Selanjutnya, Pembiayaan Investasi terealisasi cukup baik, seiring penyelesaian proses administrasi dan penyusunan regulasi. Hingga 18 Agustus 2021 telah tercapai sebesar Rp54,1 triliun, terdiri atas: Investasi kepada LMAN sebesar Rp11,1 triliun, Dana Pembiayaan Perumahan (DPP) sebesar Rp11,0 triliun, Pembiayaan Dana Bergulir sebesar Rp20,0 triliun, Pemberian Pinjaman PENDaerah sebesar Rp10,0 triliun, serta Pembiayaan Dana Kerjasama Pembangunan Internasional sebesar Rp2,0 triliun.

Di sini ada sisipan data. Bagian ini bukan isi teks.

// src/mask.rs

//! Redaction of sensitive fields in parameter bags.
//!
//! Parameter bags are modelled as a tagged tree ([`Params`]) and walked
//! structurally with an explicit depth counter. Depth 0 is the root.

use std::collections::BTreeMap;

use serde::{Deserialize, Serialize};

use crate::errors::{Result, SupervisorError};

/// Replacement written over sensitive string values.
pub const MASK: &str = "*******";

/// Field names whose string values are masked (exact, case-sensitive).
pub const SENSITIVE_FIELDS: [&str; 6] = ["password", "psswd", "pwd", "passwd", "uri", "url"];

/// Deepest level that is still inspected.
pub const MAX_MASK_DEPTH: i32 = 4;

/// Leaf value of a parameter bag.
#[derive(Debug, Clone, PartialEq, Serialize, Deserialize)]
#[serde(untagged)]
pub enum Scalar {
    Null,
    Bool(bool),
    Int(i64),
    Float(f64),
    Str(String),
}

/// Tree-shaped parameter bag.
#[derive(Debug, Clone, PartialEq, Serialize, Deserialize)]
#[serde(untagged)]
pub enum Params {
    Sequence(Vec<Params>),
    Mapping(BTreeMap<String, Params>),
    Scalar(Scalar),
}

impl Params {
    pub fn str(value: impl Into<String>) -> Self {
        Params::Scalar(Scalar::Str(value.into()))
    }

    pub fn mapping<K: Into<String>>(entries: impl IntoIterator<Item = (K, Params)>) -> Self {
        Params::Mapping(entries.into_iter().map(|(k, v)| (k.into(), v)).collect())
    }

    pub fn empty() -> Self {
        Params::Mapping(BTreeMap::new())
    }

    /// Look up a key when this is a mapping.
    pub fn get(&self, key: &str) -> Option<&Params> {
        match self {
            Params::Mapping(map) => map.get(key),
            _ => None,
        }
    }

    pub fn as_str(&self) -> Option<&str> {
        match self {
            Params::Scalar(Scalar::Str(s)) => Some(s),
            _ => None,
        }
    }
}

impl Default for Params {
    fn default() -> Self {
        Params::empty()
    }
}

/// Mask sensitive values in `params` starting at the root (depth 0).
pub fn mask_sensitive(params: &Params) -> Params {
    mask_from_depth(params, 0)
}

/// Mask sensitive values in `params`, treating it as sitting at `depth`.
///
/// Subtrees deeper than [`MAX_MASK_DEPTH`] are returned unchanged. A negative
/// depth is a caller bug and fails with [`SupervisorError::Validation`].
pub fn mask_at_depth(params: &Params, depth: i32) -> Result<Params> {
    if depth < 0 {
        return Err(SupervisorError::Validation(format!(
            "mask depth must be >= 0 (got {depth})"
        )));
    }
    Ok(mask_from_depth(params, depth))
}

fn mask_from_depth(params: &Params, depth: i32) -> Params {
    if depth > MAX_MASK_DEPTH {
        return params.clone();
    }

    match params {
        Params::Mapping(map) => Params::Mapping(
            map.iter()
                .map(|(key, value)| {
                    let masked = match value {
                        Params::Scalar(Scalar::Str(_)) if is_sensitive(key) => Params::str(MASK),
                        other => mask_from_depth(other, depth + 1),
                    };
                    (key.clone(), masked)
                })
                .collect(),
        ),
        Params::Sequence(items) => Params::Sequence(
            items
                .iter()
                .map(|item| mask_from_depth(item, depth + 1))
                .collect(),
        ),
        Params::Scalar(_) => params.clone(),
    }
}

fn is_sensitive(key: &str) -> bool {
    SENSITIVE_FIELDS.contains(&key)
}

Memasuki Kuartal III-2021, pemulihan ekonomi terus berlanjut ditopang kerja keras APBN. Upaya untuk menekan peningkatan kasus Covid-19 memerlukan tambahan biaya yang signifikan. Namun langkah antisipatif dan penanganan Pemerintah telah menunjukkan hasil nyata dengan tumbuhnya aktivitas ekonomi dan konsumsi masyarakat. Tren positif Pendapatan Negara diharapkan tetap berlanjut seiring perbaikan ekonomi, sehingga kerja keras APBN dalam penanganan Covid-19 dan program pemulihan ekonomi nasional tetap terjaga. Kualitas belanja negara juga terus diperbaiki agar dapat mendukung momentum pertumbuhan. Selain itu, peran aktif masyarakat juga sangat diperlukan dalam penerapan 3T dan 5M, serta partisipasi dalam program vaksinasi untuk menuju target herd immunity di akhir tahun 2021.